Recently I had to put my beloved 15-year old cat, Sheba, to sleep.
I have one surviving cat---Brooke---who is 17.


Two days after Sheba’s passing: I was still in an obviously grieving state of mind; in fact, I had just got done weeping, and I called out Brooke’s name; she was sitting ten feet in front of me, resting. She looked right at me and then she slowly moved her head straight up toward the ceiling like she was watching something. That was weird, I thought. She just didn’t move her eyes, she moved her head---like she was mesmorized by something. Of course, I didn’t see anything. I didn’t think anything more about it.

Five days after Sheba’s passing: I’m sitting, watching TV. Brooke is resting on a chair across from me, and Brooke looks right at me and then she raises her head, once again, to look at something above me—above my head.

Moments later, she was looking at me when she abruptly turned her attention to my left to something that clearly got her attention: she stared at it---much like a cat would stare at a mouse that just got the cat’s attention. I turned and nothing was there. There were no sounds, no shadows, nothing that would cause her to divert her attention so abruptly, but clearly, she saw something. I know I didn’t see anything, though. Moments after that, she occasionally began to look at things on the wall, toward the ceiling. I’m thinking, what’s got your attention. This is interesting. Are you going crazy, Brooke?

Six days after Sheba’s passing: I obtained Sheba's urn from the Vet and brought it back home. I’m in the living room, standing, and Brooke was sitting not more than six feet in front of me when she made eye contact with me. Suddenly she abruptly looked-up above my head at something that caught her attention; she held her gaze. That caused me to turn around and look up: what the heck do you see? I didn’t see anything. There wasn’t a shadow caused by an open window, there wasn’t an insect crawling on the wall. Believe me, I looked for a logical explanation---what got her attention?

These occurrences---my 17-year old cat “seeing” something---gave me comfort, peace of mind. Two weeks passed and I didn’t notice anything out of the ordinary. Last night. Well, last night was another story….

Three weeks after Sheba’s passing: I am getting ready to fall asleep on my bed; it’s after midnight, and for whatever reason, I was feeling particularly sad over Sheba, even feeling guilt that I put her to sleep.
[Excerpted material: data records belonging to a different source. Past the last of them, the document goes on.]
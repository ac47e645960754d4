//! Content-addressed blob store
//!
//! Whole-file snapshots live under `blobs/<sha1-of-bytes>/<file-name>`.
//! Identical content always lands in the same directory, so storing it again
//! is a no-op; the same content added under another name gains a second file
//! in that directory.

use crate::artifacts::objects::object_id::ObjectId;
use crate::errors::{IoContext, VcError, VcResult};
use bytes::Bytes;
use std::io::Write;
use std::path::{Path, PathBuf};

#[derive(Debug)]
pub struct BlobStore {
    path: Box<Path>,
}

impl BlobStore {
    pub fn new(path: Box<Path>) -> Self {
        BlobStore { path }
    }

    pub fn blobs_path(&self) -> &Path {
        &self.path
    }

    /// Store `content` as the blob for `file_name`, returning its hash
    pub fn put(&self, file_name: &str, content: &[u8]) -> VcResult<ObjectId> {
        let oid = ObjectId::digest(content);
        let blob_path = self.blob_path(&oid, file_name);

        // write the blob to disk unless it already exists
        if blob_path.exists() {
            tracing::debug!(%oid, file_name, "blob already stored");
            return Ok(oid);
        }

        let blob_dir = self.path.join(oid.as_ref());
        std::fs::create_dir_all(&blob_dir)
            .io_context(|| format!("unable to create blob directory {}", blob_dir.display()))?;

        let mut temp_file = tempfile::NamedTempFile::new_in(&blob_dir)
            .io_context(|| format!("unable to create temp file in {}", blob_dir.display()))?;
        temp_file
            .write_all(content)
            .io_context(|| format!("unable to write blob {oid}"))?;

        // rename the temp file to the blob file to make it atomic
        temp_file
            .persist(&blob_path)
            .map_err(|e| VcError::io(format!("unable to persist blob {oid}"), e.error))?;

        tracing::debug!(%oid, file_name, bytes = content.len(), "stored blob");
        Ok(oid)
    }

    /// Read the content stored for `file_name` under `oid`
    pub fn get(&self, oid: &ObjectId, file_name: &str) -> VcResult<Bytes> {
        let blob_path = self.blob_path(oid, file_name);

        if !blob_path.is_file() {
            return Err(VcError::NotFound {
                hash: oid.to_string(),
                file: file_name.to_string(),
            });
        }

        std::fs::read(&blob_path)
            .map(Bytes::from)
            .io_context(|| format!("unable to read blob file {}", blob_path.display()))
    }

    pub fn contains(&self, oid: &ObjectId, file_name: &str) -> bool {
        self.blob_path(oid, file_name).is_file()
    }

    /// Blobs are filed under the base name; directories in the working path
    /// do not matter to the content address.
    fn blob_path(&self, oid: &ObjectId, file_name: &str) -> PathBuf {
        let base_name = Path::new(file_name)
            .file_name()
            .map(|name| name.to_os_string())
            .unwrap_or_else(|| file_name.into());

        self.path.join(oid.as_ref()).join(base_name)
    }
}
use crate::common::file::{FileSpec, write_file};
use assert_cmd::Command;
use assert_fs::TempDir;
use rstest::fixture;
use std::path::Path;

#[fixture]
pub fn repository_dir() -> TempDir {
    TempDir::new().expect("Failed to create temp dir")
}

/// Repository with `a.txt = "A"` committed on master
#[fixture]
pub fn init_repository_dir(repository_dir: TempDir) -> TempDir {
    run_minivc_command(repository_dir.path(), &["init"])
        .assert()
        .success();

    write_file(FileSpec::new(
        repository_dir.path().join("a.txt"),
        "A".to_string(),
    ));
    run_minivc_command(repository_dir.path(), &["add", "."])
        .assert()
        .success();
    minivc_commit(repository_dir.path(), "C0").assert().success();

    repository_dir
}

pub fn run_minivc_command(dir: &Path, args: &[&str]) -> Command {
    let mut cmd = Command::cargo_bin("minivc").expect("Failed to find minivc binary");
    cmd.envs(vec![("NO_PAGER", "1"), ("NO_COLOR", "1")]);
    cmd.current_dir(dir);
    for arg in args {
        cmd.arg(arg);
    }
    cmd
}

pub fn minivc_commit(dir: &Path, message: &str) -> Command {
    let mut cmd = run_minivc_command(dir, &["commit", "-m", message]);
    cmd.envs(vec![
        ("MINIVC_AUTHOR_NAME", "fake_user"),
        ("MINIVC_AUTHOR_EMAIL", "fake_email@email.com"),
    ]);
    cmd
}

/// Write, stage and commit one file, returning the new commit hash
pub fn commit_file(dir: &Path, name: &str, content: &str, message: &str) -> String {
    write_file(FileSpec::new(dir.join(name), content.to_string()));
    run_minivc_command(dir, &["add", "-f", name])
        .assert()
        .success();
    minivc_commit(dir, message).assert().success();

    head_commit_hash(dir)
}

/// Read the HEAD hash out of the state snapshot
pub fn head_commit_hash(dir: &Path) -> String {
    state(dir)["head"]
        .as_str()
        .expect("state has a head")
        .to_string()
}

pub fn state(dir: &Path) -> serde_json::Value {
    let content =
        std::fs::read(dir.join(".minivc").join("STATE")).expect("Failed to read state file");
    serde_json::from_slice(&content).expect("Failed to parse state file")
}

pub fn branch_names(dir: &Path) -> Vec<String> {
    state(dir)["branches"]["heads"]
        .as_object()
        .expect("state has branch heads")
        .keys()
        .cloned()
        .collect()
}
I even said aloud, “I’m sorry Sheba….Sheba, give me some sign that you’re okay.”

After getting composed, I said aloud something like, “God, I wish you’d give me a sign that Sheba’s okay.” I don’t know what I was expecting.

I turned out the lights, put my head on the pillow and no more than ten minutes later the electrical power goes completely off in my bedroom—my fan and small electrical nightlight go off. I’m in complete darkness and silence, and I must admit, it was unnerving at first. I estimate that it was seven minutes later and the electricity comes back on. It turns out the whole house lost electricity for those 5-10 minutes.

Did my neighbor lose power? I don’t know. Maybe they did too. Maybe there was an auto accident in the area. Someone hit a power line? Whatever happened, it was one whale of a coincidence, wouldn’t you say? Our power doesn’t just go out every night of the week.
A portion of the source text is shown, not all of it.